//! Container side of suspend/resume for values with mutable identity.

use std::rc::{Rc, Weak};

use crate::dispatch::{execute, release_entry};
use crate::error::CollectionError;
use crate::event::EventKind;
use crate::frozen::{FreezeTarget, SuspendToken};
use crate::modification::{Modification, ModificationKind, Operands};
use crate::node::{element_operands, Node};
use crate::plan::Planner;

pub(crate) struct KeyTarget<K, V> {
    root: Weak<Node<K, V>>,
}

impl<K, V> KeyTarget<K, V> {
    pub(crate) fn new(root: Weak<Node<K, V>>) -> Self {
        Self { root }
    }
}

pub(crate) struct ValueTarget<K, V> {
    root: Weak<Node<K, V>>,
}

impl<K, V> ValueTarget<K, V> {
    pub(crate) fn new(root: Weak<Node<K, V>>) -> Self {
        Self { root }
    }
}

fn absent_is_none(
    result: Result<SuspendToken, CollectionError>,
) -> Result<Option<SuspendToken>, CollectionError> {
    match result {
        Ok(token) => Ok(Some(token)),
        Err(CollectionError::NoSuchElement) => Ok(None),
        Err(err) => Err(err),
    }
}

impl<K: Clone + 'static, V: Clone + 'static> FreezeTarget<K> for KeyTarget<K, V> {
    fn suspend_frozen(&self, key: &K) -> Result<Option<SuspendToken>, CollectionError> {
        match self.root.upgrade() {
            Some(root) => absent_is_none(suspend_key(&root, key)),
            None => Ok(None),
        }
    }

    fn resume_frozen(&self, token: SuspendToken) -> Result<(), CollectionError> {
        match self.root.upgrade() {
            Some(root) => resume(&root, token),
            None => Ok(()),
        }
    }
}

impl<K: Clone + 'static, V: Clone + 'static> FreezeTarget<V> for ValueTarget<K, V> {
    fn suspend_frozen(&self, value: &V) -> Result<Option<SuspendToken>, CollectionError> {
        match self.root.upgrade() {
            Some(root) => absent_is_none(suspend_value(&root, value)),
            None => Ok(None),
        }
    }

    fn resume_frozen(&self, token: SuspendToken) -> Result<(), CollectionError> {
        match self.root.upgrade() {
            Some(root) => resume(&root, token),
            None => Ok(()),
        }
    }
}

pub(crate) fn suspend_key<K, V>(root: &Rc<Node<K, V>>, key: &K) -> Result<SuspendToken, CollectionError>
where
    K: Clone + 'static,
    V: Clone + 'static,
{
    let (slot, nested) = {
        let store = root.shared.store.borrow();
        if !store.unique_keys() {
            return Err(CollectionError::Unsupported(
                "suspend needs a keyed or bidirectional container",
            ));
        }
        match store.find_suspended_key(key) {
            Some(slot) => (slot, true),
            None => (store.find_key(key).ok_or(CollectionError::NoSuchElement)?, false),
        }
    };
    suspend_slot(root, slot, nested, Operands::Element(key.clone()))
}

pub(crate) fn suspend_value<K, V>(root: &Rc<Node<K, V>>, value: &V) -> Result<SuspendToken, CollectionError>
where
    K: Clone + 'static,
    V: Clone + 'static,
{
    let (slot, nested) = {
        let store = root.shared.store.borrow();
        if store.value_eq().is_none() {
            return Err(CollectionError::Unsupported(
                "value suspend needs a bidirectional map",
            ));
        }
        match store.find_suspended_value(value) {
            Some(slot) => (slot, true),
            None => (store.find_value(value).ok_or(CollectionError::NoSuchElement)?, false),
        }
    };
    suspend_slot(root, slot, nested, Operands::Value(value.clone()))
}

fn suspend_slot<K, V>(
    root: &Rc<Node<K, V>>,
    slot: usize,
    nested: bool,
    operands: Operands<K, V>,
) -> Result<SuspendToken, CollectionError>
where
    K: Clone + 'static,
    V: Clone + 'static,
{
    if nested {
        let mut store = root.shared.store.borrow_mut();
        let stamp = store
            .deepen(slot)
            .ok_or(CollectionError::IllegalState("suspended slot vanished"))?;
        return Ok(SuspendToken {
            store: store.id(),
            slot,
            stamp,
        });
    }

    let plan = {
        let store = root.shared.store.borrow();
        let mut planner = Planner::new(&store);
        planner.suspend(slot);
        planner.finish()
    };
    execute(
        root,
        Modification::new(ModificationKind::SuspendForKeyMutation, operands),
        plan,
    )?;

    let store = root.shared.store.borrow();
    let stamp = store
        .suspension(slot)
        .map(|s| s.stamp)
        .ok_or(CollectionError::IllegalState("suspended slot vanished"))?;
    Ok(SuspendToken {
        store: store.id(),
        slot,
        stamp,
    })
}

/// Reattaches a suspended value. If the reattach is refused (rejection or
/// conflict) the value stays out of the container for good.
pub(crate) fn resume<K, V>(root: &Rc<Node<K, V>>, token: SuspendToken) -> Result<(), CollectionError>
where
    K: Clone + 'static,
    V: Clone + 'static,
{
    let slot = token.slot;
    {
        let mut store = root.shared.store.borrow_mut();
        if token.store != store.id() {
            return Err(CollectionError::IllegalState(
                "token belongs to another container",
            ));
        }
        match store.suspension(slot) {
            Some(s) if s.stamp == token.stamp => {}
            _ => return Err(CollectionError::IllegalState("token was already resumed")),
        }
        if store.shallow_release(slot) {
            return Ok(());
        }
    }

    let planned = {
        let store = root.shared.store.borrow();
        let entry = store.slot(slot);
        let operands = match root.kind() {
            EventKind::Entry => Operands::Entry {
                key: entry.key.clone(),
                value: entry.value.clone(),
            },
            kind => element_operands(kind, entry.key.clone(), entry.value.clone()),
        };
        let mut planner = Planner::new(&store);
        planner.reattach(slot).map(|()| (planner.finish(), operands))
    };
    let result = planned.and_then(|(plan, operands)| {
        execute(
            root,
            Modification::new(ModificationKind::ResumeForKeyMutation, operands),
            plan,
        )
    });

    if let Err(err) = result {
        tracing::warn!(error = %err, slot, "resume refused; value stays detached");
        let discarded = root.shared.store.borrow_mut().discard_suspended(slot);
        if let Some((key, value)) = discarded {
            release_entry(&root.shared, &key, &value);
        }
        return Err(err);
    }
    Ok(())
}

What you are asked to do: Take the entries above and repeat them. Alter nothing.

Expected answer:
//! Container side of suspend/resume for values with mutable identity.

use std::rc::{Rc, Weak};

use crate::dispatch::{execute, release_entry};
use crate::error::CollectionError;
use crate::event::EventKind;
use crate::frozen::{FreezeTarget, SuspendToken};
use crate::modification::{Modification, ModificationKind, Operands};
use crate::node::{element_operands, Node};
use crate::plan::Planner;

pub(crate) struct KeyTarget<K, V> {
    root: Weak<Node<K, V>>,
}

impl<K, V> KeyTarget<K, V> {
    pub(crate) fn new(root: Weak<Node<K, V>>) -> Self {
        Self { root }
    }
}

pub(crate) struct ValueTarget<K, V> {
    root: Weak<Node<K, V>>,
}

impl<K, V> ValueTarget<K, V> {
    pub(crate) fn new(root: Weak<Node<K, V>>) -> Self {
        Self { root }
    }
}

fn absent_is_none(
    result: Result<SuspendToken, CollectionError>,
) -> Result<Option<SuspendToken>, CollectionError> {
    match result {
        Ok(token) => Ok(Some(token)),
        Err(CollectionError::NoSuchElement) => Ok(None),
        Err(err) => Err(err),
    }
}

impl<K: Clone + 'static, V: Clone + 'static> FreezeTarget<K> for KeyTarget<K, V> {
    fn suspend_frozen(&self, key: &K) -> Result<Option<SuspendToken>, CollectionError> {
        match self.root.upgrade() {
            Some(root) => absent_is_none(suspend_key(&root, key)),
            None => Ok(None),
        }
    }

    fn resume_frozen(&self, token: SuspendToken) -> Result<(), CollectionError> {
        match self.root.upgrade() {
            Some(root) => resume(&root, token),
            None => Ok(()),
        }
    }
}

impl<K: Clone + 'static, V: Clone + 'static> FreezeTarget<V> for ValueTarget<K, V> {
    fn suspend_frozen(&self, value: &V) -> Result<Option<SuspendToken>, CollectionError> {
        match self.root.upgrade() {
            Some(root) => absent_is_none(suspend_value(&root, value)),
            None => Ok(None),
        }
    }

    fn resume_frozen(&self, token: SuspendToken) -> Result<(), CollectionError> {
        match self.root.upgrade() {
            Some(root) => resume(&root, token),
            None => Ok(()),
        }
    }
}

pub(crate) fn suspend_key<K, V>(root: &Rc<Node<K, V>>, key: &K) -> Result<SuspendToken, CollectionError>
where
    K: Clone + 'static,
    V: Clone + 'static,
{
    let (slot, nested) = {
        let store = root.shared.store.borrow();
        if !store.unique_keys() {
            return Err(CollectionError::Unsupported(
                "suspend needs a keyed or bidirectional container",
            ));
        }
        match store.find_suspended_key(key) {
            Some(slot) => (slot, true),
            None => (store.find_key(key).ok_or(CollectionError::NoSuchElement)?, false),
        }
    };
    suspend_slot(root, slot, nested, Operands::Element(key.clone()))
}

pub(crate) fn suspend_value<K, V>(root: &Rc<Node<K, V>>, value: &V) -> Result<SuspendToken, CollectionError>
where
    K: Clone + 'static,
    V: Clone + 'static,
{
    let (slot, nested) = {
        let store = root.shared.store.borrow();
        if store.value_eq().is_none() {
            return Err(CollectionError::Unsupported(
                "value suspend needs a bidirectional map",
            ));
        }
        match store.find_suspended_value(value) {
            Some(slot) => (slot, true),
            None => (store.find_value(value).ok_or(CollectionError::NoSuchElement)?, false),
        }
    };
    suspend_slot(root, slot, nested, Operands::Value(value.clone()))
}

fn suspend_slot<K, V>(
    root: &Rc<Node<K, V>>,
    slot: usize,
    nested: bool,
    operands: Operands<K, V>,
) -> Result<SuspendToken, CollectionError>
where
    K: Clone + 'static,
    V: Clone + 'static,
{
    if nested {
        let mut store = root.shared.store.borrow_mut();
        let stamp = store
            .deepen(slot)
            .ok_or(CollectionError::IllegalState("suspended slot vanished"))?;
        return Ok(SuspendToken {
            store: store.id(),
            slot,
            stamp,
        });
    }

    let plan = {
        let store = root.shared.store.borrow();
        let mut planner = Planner::new(&store);
        planner.suspend(slot);
        planner.finish()
    };
    execute(
        root,
        Modification::new(ModificationKind::SuspendForKeyMutation, operands),
        plan,
    )?;

    let store = root.shared.store.borrow();
    let stamp = store
        .suspension(slot)
        .map(|s| s.stamp)
        .ok_or(CollectionError::IllegalState("suspended slot vanished"))?;
    Ok(SuspendToken {
        store: store.id(),
        slot,
        stamp,
    })
}

/// Reattaches a suspended value. If the reattach is refused (rejection or
/// conflict) the value stays out of the container for good.
pub(crate) fn resume<K, V>(root: &Rc<Node<K, V>>, token: SuspendToken) -> Result<(), CollectionError>
where
    K: Clone + 'static,
    V: Clone + 'static,
{
    let slot = token.slot;
    {
        let mut store = root.shared.store.borrow_mut();
        if token.store != store.id() {
            return Err(CollectionError::IllegalState(
                "token belongs to another container",
            ));
        }
        match store.suspension(slot) {
            Some(s) if s.stamp == token.stamp => {}
            _ => return Err(CollectionError::IllegalState("token was already resumed")),
        }
        if store.shallow_release(slot) {
            return Ok(());
        }
    }

    let planned = {
        let store = root.shared.store.borrow();
        let entry = store.slot(slot);
        let operands = match root.kind() {
            EventKind::Entry => Operands::Entry {
                key: entry.key.clone(),
                value: entry.value.clone(),
            },
            kind => element_operands(kind, entry.key.clone(), entry.value.clone()),
        };
        let mut planner = Planner::new(&store);
        planner.reattach(slot).map(|()| (planner.finish(), operands))
    };
    let result = planned.and_then(|(plan, operands)| {
        execute(
            root,
            Modification::new(ModificationKind::ResumeForKeyMutation, operands),
            plan,
        )
    });

    if let Err(err) = result {
        tracing::warn!(error = %err, slot, "resume refused; value stays detached");
        let discarded = root.shared.store.borrow_mut().discard_suspended(slot);
        if let Some((key, value)) = discarded {
            release_entry(&root.shared, &key, &value);
        }
        return Err(err);
    }
    Ok(())
}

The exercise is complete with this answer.